Il novecento era bello perché la gente se la cavava senza Internet e perché anche se eri figlio di braccianti ma ti spaccavi la schiena sui libri, magari aiutato dal welfare che non si chiamava così ma, con un nome più novecentesco, era assai più presente (perché comunque giravano più soldi), correvi davvero il rischio da grande di laurearti in medicina e di curare poi i tuoi genitori anziani consumati dal lavoro nei campi, in fabbrica, sulle banchine del porto, ripagandoli così degli sforzi che avevano fatto per te e rendendoli orgogliosi dello status sociale raggiunto.
I primi decenni del nuovo secolo, quello che stiamo vivendo da un po’, da questo punto di vista lasciano piuttosto a desiderare.
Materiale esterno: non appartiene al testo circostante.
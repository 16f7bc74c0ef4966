//! NIP-01 relay client: long-lived subscriptions, one-shot fetches and
//! publishing with `OK` acknowledgements.
//!
//! Each [`RelayConnection`] owns its WebSocket inside a background task; the
//! handle talks to it over a command channel so subscriptions, fetches and
//! publishes can be issued concurrently from any task.

use std::{
    collections::{BTreeMap, HashMap},
    sync::{
        atomic::{AtomicU64, Ordering},
        Arc,
    },
    time::Duration,
};

use anyhow::{anyhow, bail, Result};
use async_trait::async_trait;
use futures_util::{future::join_all, SinkExt, StreamExt};
use serde_json::{json, Map, Value};
use tokio::{
    io::{AsyncRead, AsyncWrite},
    net::TcpStream,
    sync::{mpsc, oneshot, watch, Mutex},
};
use tokio_socks::tcp::Socks5Stream;
use tokio_tungstenite::tungstenite::client::IntoClientRequest;
use tokio_tungstenite::{
    client_async_tls_with_config, tungstenite::Message, Connector, MaybeTlsStream, WebSocketStream,
};
use tracing::{debug, warn};
use url::Url;

use crate::event::{verify_event, Event};

/// How long a publish waits for the relay's `OK`.
const PUBLISH_TIMEOUT: Duration = Duration::from_secs(10);
/// How long a fetch waits for the stored event before giving up.
const FETCH_TIMEOUT: Duration = Duration::from_secs(10);

/// Subscription filter sent with `REQ`.
#[derive(Debug, Clone, Default, PartialEq, Eq)]
pub struct Filter {
    pub ids: Option<Vec<String>>,
    pub authors: Option<Vec<String>>,
    pub kinds: Option<Vec<u32>>,
    /// Tag filters keyed by tag name without the `#` prefix.
    pub tags: BTreeMap<String, Vec<String>>,
    pub since: Option<u64>,
    pub until: Option<u64>,
    pub limit: Option<u32>,
}

impl Filter {
    pub fn kinds(mut self, kinds: impl IntoIterator<Item = u32>) -> Self {
        self.kinds = Some(kinds.into_iter().collect());
        self
    }

    pub fn tag(mut self, name: &str, values: impl IntoIterator<Item = impl Into<String>>) -> Self {
        self.tags
            .insert(name.to_string(), values.into_iter().map(Into::into).collect());
        self
    }

    /// Convert into the JSON object carried by a `REQ` message.
    pub fn to_json(&self) -> Map<String, Value> {
        let mut map = Map::new();
        let strings = |v: &[String]| Value::Array(v.iter().cloned().map(Value::String).collect());
        if let Some(ids) = self.ids.as_deref().filter(|v| !v.is_empty()) {
            map.insert("ids".into(), strings(ids));
        }
        if let Some(authors) = self.authors.as_deref().filter(|v| !v.is_empty()) {
            map.insert("authors".into(), strings(authors));
        }
        if let Some(kinds) = self.kinds.as_deref().filter(|v| !v.is_empty()) {
            map.insert(
                "kinds".into(),
                Value::Array(kinds.iter().map(|k| Value::Number((*k).into())).collect()),
            );
        }
        for (tag, values) in &self.tags {
            if values.is_empty() {
                continue;
            }
            let key = if tag.starts_with('#') {
                tag.clone()
            } else {
                format!("#{tag}")
            };
            map.insert(key, strings(values));
        }
        if let Some(since) = self.since {
            map.insert("since".into(), Value::Number(since.into()));
        }
        if let Some(until) = self.until {
            map.insert("until".into(), Value::Number(until.into()));
        }
        if let Some(limit) = self.limit {
            map.insert("limit".into(), Value::Number(limit.into()));
        }
        map
    }
}

/// Items delivered on a subscription.
#[derive(Debug, Clone, PartialEq)]
pub enum SubscriptionItem {
    Event(Event),
    /// The relay finished sending stored events; live events follow.
    EndOfStored,
}

/// Connection surface used by the outbox and the relay pool.
#[async_trait]
pub trait RelayHandle: Send + Sync {
    fn url(&self) -> &str;
    fn is_connected(&self) -> bool;
    /// Submit an event and wait for the relay to accept it.
    async fn publish(&self, event: &Event) -> Result<()>;
    async fn disconnect(&self);
    /// Resolve once the underlying transport is gone.
    async fn closed(&self);
}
Il cosiddetto “pensiero unico” si è risolto in una specie di monoblocco che si estende in spessore partendo, al piano sotto, da quelli che non tirano alla fine del mese, fino ad arrivare al confine con il piano sopra abitato dai miliardari che hanno i figli che tirano ma di ben altra roba e che si rovinano di figa, di auto cafonissime e di foto con i calciatori nei locali di lusso. In poche parole, tolti i poveracci e i ricchi evasori con i fuoristrada, qui dove un tempo c’erano almeno cinquanta sfumature di persone che se la cavavano dignitosamente, chi più chi meno, oggi c’è un’unica classe media con un potere d’acquisto che quelli che ci osservano dal secolo scorso si piegano in due dalle risate e con l’insolubile problema che tolti i sistemi sui quali non ci si può certo fare affidamento in cui la fortuna fa da protagonista da qui non scappa nessuno. Qui è peggio di Alcatraz.
L’unica speranza è che comunque i nostri figli siano migliori di noi ma in modo differente. Non potranno essere più benestanti perché i soldi saranno finiti e, ancora prima, i mestieri onesti che li generano. Non potranno essere più eruditi perché per loro conterà sapere dove trovare le informazioni e non impararle. Potranno però fare a meno dei pregiudizi, delle categorie, della paura e dei confini. Superare le lingue, la storia, la geografia e l’economia. Mescolare la musica finalmente con l’architettura, le parole con i colori, la danza con la filosofia, il gioco con l’educazione. Magari anche a studiare e lavorare solo quando serve per stare meglio con se stessi o con gli altri, mica per mangiare e mettersi in forze per lavorare o studiare di nuovo, il giorno dopo. Non so se si stia andando in questa direzione. Provate però a parlarne con chi vi circonda, sono certo che converrete che a essere migliori di noi, che abitiamo questi tempi, ci vuole davvero poco. O, se volete, parlo solo per me.